Die Friedensverhandlungen zwischen Biafra und Lagos, die in der äthiopischen Hauptstadt Addis Abeba begonnen haben, waren nach einer Woche noch ohne Ergebnis geblieben. Biafra beharrte trotz seiner militärischen Niederlagen darauf, daß die Zentralregierung die abgefallene Ostregion als souveränen und unabhängigen. Staat anerkennt. Demgegenüber die Bedingung der Zentralregierung: Verzicht Biafras auf die Sezession. Im Laufe der Verhandlungen, die zum Teil unter Vorsitz von Kaiser Haile Selassie stattfinden, bot Lagos an:

  • eine internationale Polizeitruppe (Äthiopien, Indien, Kanada) soll den Schutz der Ostregion übernehmen;
  • die nigerianische Armee wird das restliche Gebiet Biafras nicht besetzen;
  • der Central East State (das eigentliche Iboland, der größte Teil Biafras) soll, wie die anderen Staaten der nigerianischen Föderation, von einem Exekutivkomitee und einem Gouverneur regiert werden. Das Komitee soll zur Hälfte aus noch in Lagos tätigen Ibos und zur Hälfte aus Biafra-Ibos zusammengesetzt sein;
  • zur Beratung der neuen zukünftigen Verfassung soll eine Versammlung einberufen werden, an der die Ibos, wie alle anderen ethnischen Gruppen der Föderation, proportional vertreten sein sollen.

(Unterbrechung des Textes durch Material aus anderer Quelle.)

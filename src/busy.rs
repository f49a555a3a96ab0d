// SPDX-FileCopyrightText: 2026 Bruno Meilick
// SPDX-License-Identifier: LicenseRef-Scopedeck-FreeUse-NoCopy-NoDerivatives
//
// All rights reserved.
//
// This file is part of Scopedeck and is proprietary software.
// Unauthorized copying, modification, or distribution is prohibited.

//! Input blocking while backend work is outstanding.
//!
//! Instead of disabling a pane (which restyles it and flickers between short
//! operations), a busy pane routes its input through the shared
//! [`BusyFilter`], which swallows keyboard, button and scroll input and lets
//! everything else through. The pointer turns busy while it rests over a
//! blocked pane.

use std::collections::BTreeSet;
use std::sync::atomic::{AtomicUsize, Ordering};
use std::sync::{Arc, OnceLock};

use crossterm::event::{Event, KeyEventKind, MouseEventKind};

use crate::model::WorkerId;

pub const OVERWHELMED_NOTICE: &str = "Not allowed at this moment.";

#[derive(Debug, Clone, Copy, PartialEq, Eq, Hash)]
pub enum InputClass {
    Scroll,
    KeyPress,
    KeyRelease,
    MouseButtonPress,
    MouseButtonRelease,
    MouseButtonDblClick,
    MouseMove,
    Focus,
    Resize,
    Paste,
}

impl InputClass {
    pub fn is_blockable(self) -> bool {
        matches!(
            self,
            Self::Scroll
                | Self::KeyPress
                | Self::KeyRelease
                | Self::MouseButtonPress
                | Self::MouseButtonRelease
                | Self::MouseButtonDblClick
        )
    }

    pub fn of(event: &Event) -> Self {
        match event {
            Event::Key(key) => match key.kind {
                KeyEventKind::Release => Self::KeyRelease,
                KeyEventKind::Press | KeyEventKind::Repeat => Self::KeyPress,
            },
            Event::Mouse(mouse) => match mouse.kind {
                MouseEventKind::Down(_) => Self::MouseButtonPress,
                MouseEventKind::Up(_) => Self::MouseButtonRelease,
                MouseEventKind::ScrollDown
                | MouseEventKind::ScrollUp
                | MouseEventKind::ScrollLeft
                | MouseEventKind::ScrollRight => Self::Scroll,
                MouseEventKind::Drag(_) | MouseEventKind::Moved => Self::MouseMove,
            },
            Event::FocusGained | Event::FocusLost => Self::Focus,
            Event::Resize(_, _) => Self::Resize,
            Event::Paste(_) => Self::Paste,
        }
    }
}

/// The process-wide input filter shared by every busy pane.
#[derive(Debug, Default)]
pub struct BusyFilter {
    swallowed: AtomicUsize,
}

static SHARED_FILTER: OnceLock<Arc<BusyFilter>> = OnceLock::new();

impl BusyFilter {
    pub fn new() -> Self {
        Self::default()
    }

    /// The shared instance, created on first use and kept until exit.
    pub fn shared() -> Arc<Self> {
        Arc::clone(SHARED_FILTER.get_or_init(|| Arc::new(Self::new())))
    }

    /// Returns `true` when the input is swallowed.
    pub fn filter(&self, class: InputClass) -> bool {
        if class.is_blockable() {
            self.swallowed.fetch_add(1, Ordering::Relaxed);
            true
        } else {
            false
        }
    }

    /// Number of inputs swallowed since the last call.
    pub fn take_swallowed(&self) -> usize {
        self.swallowed.swap(0, Ordering::Relaxed)
    }
}

#[derive(Debug, Clone, Copy, PartialEq, Eq, Default)]
pub enum PointerShape {
    #[default]
    Arrow,
    Busy,
}

/// Busy state of one pane and everything inside it.
#[derive(Debug)]
pub struct BusyWidget {
    works: BTreeSet<WorkerId>,
    entered: bool,
    filter: Arc<BusyFilter>,
    installed: bool,
    pointer: PointerShape,
}

impl BusyWidget {
    pub fn new(filter: Arc<BusyFilter>) -> Self {
        Self {
            works: BTreeSet::new(),
            entered: false,
            filter,
            installed: false,
            pointer: PointerShape::Arrow,
        }
    }

    pub fn set_overwhelmed(&mut self, worker: WorkerId) {
        if self.works.is_empty() {
            if self.entered {
                self.pointer = PointerShape::Busy;
            }
            self.installed = true;
        }
        self.works.insert(worker);
    }

    pub fn pop_overwhelmed(&mut self, worker: &WorkerId) {
        self.works.remove(worker);
        if self.works.is_empty() {
            if self.entered {
                self.pointer = PointerShape::Arrow;
            }
            self.installed = false;
        }
    }

    pub fn on_enter(&mut self) {
        if !self.works.is_empty() {
            self.pointer = PointerShape::Busy;
        }
        self.entered = true;
    }

    pub fn on_leave(&mut self) {
        if !self.works.is_empty() {
            self.pointer = PointerShape::Arrow;
        }
        self.entered = false;
    }

    pub fn is_blocked(&self) -> bool {
        self.installed
    }

    pub fn pointer(&self) -> PointerShape {
        self.pointer
    }

    pub fn workers(&self) -> impl Iterator<Item = &WorkerId> {
        self.works.iter()
    }

    /// Routes one input through the pane. Returns whether it reaches the pane.
    pub fn deliver(&self, class: InputClass) -> bool {
        !(self.installed && self.filter.filter(class))
    }
}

Die biafranische Friedensdelegation, an deren Spitze zu Beginn Rebellenführer Ojukwu selbst stand, lehnte die Vorschläge ab. Für sie ist Nigeria als Staat ein künstliches Gebilde, geschaffen von den Kolonialmächten, ohne politische Lebensfähigkeit. Ojukwu: „Der Pogrom von 1966 (bei dem im Norden des Landes 30 000 Ibos umgebracht wurden) hat jeden Willen abgetötet, diese prekäre und unhumane Assoziation, genannt Nigeria, zu erhalten ... Einheit ist für die Lebenden, nicht für die Toten. Gowon (Chef der Militärregierung in Logos) will aber, daß nur noch tote Ibos übrigbleiben.“

Während die Unterhändler trotz der mahnenden Worte des kaiserlichen Maklers Haile Selassie („Sie müssen Erfolg haben, es gibt keine Alternativen“) nicht vorankamen, starben weiterhin täglich Hunderte von biafranischen Kindern den Hungertod. Die zahllosen im Westen angelaufenen Aktionen brachten keine wirksame Hilfe, da es kaum Möglichkeiten gibt, Lebensmittel und Medikamente nach Biafra hereinzubringen, ganz abgesehen davon, daß Ojukwu lieber Maschinengewehre als Milchpulver bezieht.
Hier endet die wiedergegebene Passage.